A critical question that remains unexamined is whether dopamine neurons encode the value of affective or socially relevant stimuli in a similar manner. Although such stimuli have subjective value35,36,37, it is unclear whether value is ascribed in the same way as with stimuli representing physical nutrient rewards. Further work is needed to better understand how nutrient rewards are distinguished from affective/social rewards and whether dopamine neurons encode these stimuli in similar ways.
Taken together, these data demonstrate the ability of dopamine neurons to encode subjective value in an instantaneous, trial-by-trial manner. The auction-like BDM mechanism provided an appropriate behavioral mechanism for rapidly revealing the animal’s subjective valuation. The SVR decoder demonstrated that the dopamine signal was capable of predicting the next BDM bids, thus adding to the suggestion of a valid and precise neuronal code for instantaneous subjective value.
Methods
Animal ethics, welfare, and surgical implantation
We used two adult male rhesus monkeys (Macaca mulatta; Monkey V: 11 kg and Monkey U: 17.5 kg) that were born and raised at the Centre for Macaques at Porton Down, UK. This research has been ethically reviewed, approved, regulated and supervised by the following UK and University of Cambridge (UCam) institutions and individuals: UK Home Office, implementing the Animals (Scientific Procedures) Act 1986, Regulations 2012, and represented by the local UK Home Office Inspector, UK Animals in Science Committee, UK National Centre for Replacement, Refinement and Reduction of Animal Experiments (NC3Rs), UCam Animal Welfare and Ethical Review Body (AWERB), UCam Biomedical Service (UBS) Certificate Holder, UCam Welfare Officer, UCam Governance and Strategy Committee, UCam Named Veterinary Surgeon (NVS), and UCam Named Animal Care and Welfare Officer (NACWO).
The two monkeys were housed in adjoining cages and placed on a restricted water regimen calibrated by body weight. Behavioral data were acquired from both animals for a prelusive publication16. Each weekday, we transported the animals to the experimental laboratory in an individually adjusted primate chair (Crist Instruments). Animals sat in this chair for the duration of the daily tests, which never exceeded 5 h. We provided animals with fruit and vegetable enrichment on Friday evening and ad-libitum access to water throughout Friday evening and Saturday.
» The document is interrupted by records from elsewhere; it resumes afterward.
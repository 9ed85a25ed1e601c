mod camera;
mod shading;
mod viewport;

pub use camera::OrbitCamera;
pub use viewport::ViewportPainter;

use crate::app::EguiFrameOutput;
use std::sync::Arc;
use winit::dpi::PhysicalSize;
use winit::window::Window;

#[derive(Debug, thiserror::Error)]
pub enum RenderError {
    #[error("failed to create window surface: {0}")]
    SurfaceCreateFailed(#[from] wgpu::CreateSurfaceError),
    #[error("no graphics adapter can present to this window")]
    AdapterUnavailable,
    #[error("failed to create graphics device: {0}")]
    DeviceCreateFailed(#[from] wgpu::RequestDeviceError),
    #[error("window surface is not supported by the adapter")]
    SurfaceUnsupported,
}

/// What the caller should do after a failed present.
#[derive(Debug, Clone, Copy, PartialEq, Eq)]
pub enum PresentOutcome {
    Presented,
    Skipped,
    Fatal,
}

/// Window surface plus the egui painter drawing onto it.
pub struct RenderContext {
    surface: wgpu::Surface<'static>,
    device: wgpu::Device,
    queue: wgpu::Queue,
    config: wgpu::SurfaceConfiguration,
    egui_renderer: egui_wgpu::Renderer,
}

impl RenderContext {
    pub fn new(window: Arc<Window>) -> Result<Self, RenderError> {
        let size = window.inner_size();
        let instance = wgpu::Instance::new(&wgpu::InstanceDescriptor::default());
        let surface = instance.create_surface(window)?;

        let adapter = pollster::block_on(instance.request_adapter(&wgpu::RequestAdapterOptions {
            power_preference: wgpu::PowerPreference::default(),
            compatible_surface: Some(&surface),
            force_fallback_adapter: false,
        }))
        .ok_or(RenderError::AdapterUnavailable)?;
        log::info!("using adapter {:?}", adapter.get_info().name);

        let (device, queue) = pollster::block_on(adapter.request_device(
            &wgpu::DeviceDescriptor {
                label: Some("shadelab device"),
                ..Default::default()
            },
            None,
        ))?;

        let mut config = surface
            .get_default_config(&adapter, size.width.max(1), size.height.max(1))
            .ok_or(RenderError::SurfaceUnsupported)?;
        let capabilities = surface.get_capabilities(&adapter);
        if let Some(format) = capabilities.formats.iter().copied().find(|f| f.is_srgb()) {
            config.format = format;
        }
        surface.configure(&device, &config);

        let egui_renderer = egui_wgpu::Renderer::new(&device, config.format, None, 1, false);

        Ok(Self {
            surface,
            device,
            queue,
            config,
            egui_renderer,
        })
    }

    pub fn resize(&mut self, new_size: PhysicalSize<u32>) {
        if new_size.width == 0 || new_size.height == 0 {
            return;
        }
        self.config.width = new_size.width;
        self.config.height = new_size.height;
        self.surface.configure(&self.device, &self.config);
    }

    /// Uploads egui's textures and geometry and draws them over a cleared surface.
    pub fn present(&mut self, output: &EguiFrameOutput) -> PresentOutcome {
        let surface_texture = match self.surface.get_current_texture() {
            Ok(texture) => texture,
            Err(wgpu::SurfaceError::Lost | wgpu::SurfaceError::Outdated) => {
                log::debug!("surface lost; reconfiguring");
                self.surface.configure(&self.device, &self.config);
                return PresentOutcome::Skipped;
            }
            Err(wgpu::SurfaceError::OutOfMemory) => {
                log::error!("out of memory acquiring the next frame");
                return PresentOutcome::Fatal;
            }
            Err(err) => {
                log::warn!("skipping frame: {}", err);
                return PresentOutcome::Skipped;
            }
        };
        let view = surface_texture
            .texture
            .create_view(&wgpu::TextureViewDescriptor::default());

        for (id, delta) in &output.textures_delta.set {
            self.egui_renderer
                .update_texture(&self.device, &self.queue, *id, delta);
        }
        let screen = egui_wgpu::ScreenDescriptor {
            size_in_pixels: [self.config.width, self.config.height],
            pixels_per_point: output.pixels_per_point,
        };

        let mut encoder = self
            .device
            .create_command_encoder(&wgpu::CommandEncoderDescriptor {
                label: Some("shadelab frame"),
            });
        let extra = self.egui_renderer.update_buffers(
            &self.device,
            &self.queue,
            &mut encoder,
            &output.clipped_primitives,
            &screen,
        );
        {
            let pass = encoder.begin_render_pass(&wgpu::RenderPassDescriptor {
                label: Some("egui"),
                color_attachments: &[Some(wgpu::RenderPassColorAttachment {
                    view: &view,
                    resolve_target: None,
                    ops: wgpu::Operations {
                        load: wgpu::LoadOp::Clear(wgpu::Color::BLACK),
                        store: wgpu::StoreOp::Store,
                    },
                })],
                depth_stencil_attachment: None,
                timestamp_writes: None,
                occlusion_query_set: None,
            });
            let mut pass = pass.forget_lifetime();
            self.egui_renderer
                .render(&mut pass, &output.clipped_primitives, &screen);
        }
        self.queue
            .submit(extra.into_iter().chain(std::iter::once(encoder.finish())));
        surface_texture.present();

        for id in &output.textures_delta.free {
            self.egui_renderer.free_texture(id);
        }
        PresentOutcome::Presented
    }
}
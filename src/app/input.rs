use winit::keyboard::{KeyCode, PhysicalKey};

/// Viewer keyboard shortcuts.
#[derive(Debug, Clone, Copy, PartialEq, Eq)]
pub enum InputAction {
    None,
    ToggleRotation,
    ToggleWireframe,
    ToggleHelpers,
    BackToGallery,
}

#[derive(Default, Debug, Clone, Copy)]
pub struct InputState {
    /// Last physical key that produced an action, cleared on release.
    held: Option<PhysicalKey>,
}

impl InputState {
    /// Maps a key event to its action. Releases and auto-repeat do nothing.
    pub fn handle_key(&mut self, key: PhysicalKey, pressed: bool) -> InputAction {
        if !pressed {
            if self.held == Some(key) {
                self.held = None;
            }
            return InputAction::None;
        }
        if self.held == Some(key) {
            return InputAction::None;
        }
        let action = match key {
            PhysicalKey::Code(KeyCode::Space) => InputAction::ToggleRotation,
            PhysicalKey::Code(KeyCode::KeyW) => InputAction::ToggleWireframe,
            PhysicalKey::Code(KeyCode::KeyH) => InputAction::ToggleHelpers,
            PhysicalKey::Code(KeyCode::Escape) => InputAction::BackToGallery,
            _ => InputAction::None,
        };
        if action != InputAction::None {
            self.held = Some(key);
        }
        action
    }
}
We implanted Monkey U with a titanium headpost (Crist instruments) used for head fixation and later implanted a recording chamber after the headpost had integrated with the bone. For Monkey V, we implanted head-fixation hardware concomitantly with the recording chamber. Chambers were centered on the skull laterally using a stereotaxic head holder and a Kopf stereotaxic manipulator. After recovery from surgery, we drilled craniotomies above recording sites, and chambers were monitored and cleaned daily. Once experiments were completed, recording sites were marked with electrolytic lesions (15–20 µA, 20–60 s). Upon completion of the experiment, we sacrificed the animals by administering an overdose of sodium pentobarbital (90 mg/kg, IV) and subsequently perfused with 4% formalin in 0.1 M phosphate-buffered saline. We confirmed recording positions histologically from 40 µm slices stained with cresyl violet.
Experimental setup
During experiments, animals were head-fixed while seated in a primate chair. All experiments were performed in a dimly lit experimental isolation booth (Crist instruments) to minimize disruption. The monkeys were positioned so that their eyes were ~70 cm from a computer monitor. The joystick lever was attached to the chair and made accessible via ~15 cm2 opening in the front of the chair. Water and juice were delivered through separate spouts positioned ~5 mm from the animal’s mouth. Fluid delivery was controlled by gravity-fed solenoid valves connected to 1 L beakers using silicone tubing. Juice and water delivery valves were calibrated to deliver precise volumes (SD < 0.01 ml). The monkeys were trained to use a custom-made touch-sensitive joystick (Biotronix Workshop, University of Cambridge) to interact with the task displayed on a computer monitor as previously described16. The joystick lever was mounted on the right-hand side of the animal and was only movable forward and backward, resulting in upward and downward movement of the cursor that indicated the monkey’s bid (upward was higher bid). The rightward position of the joystick lever corresponded to the rightward position of the bid cursor on the computer monitor. The constant rightward position of lever movement and bid cursor precluded any side bias in bidding and neuronal responses.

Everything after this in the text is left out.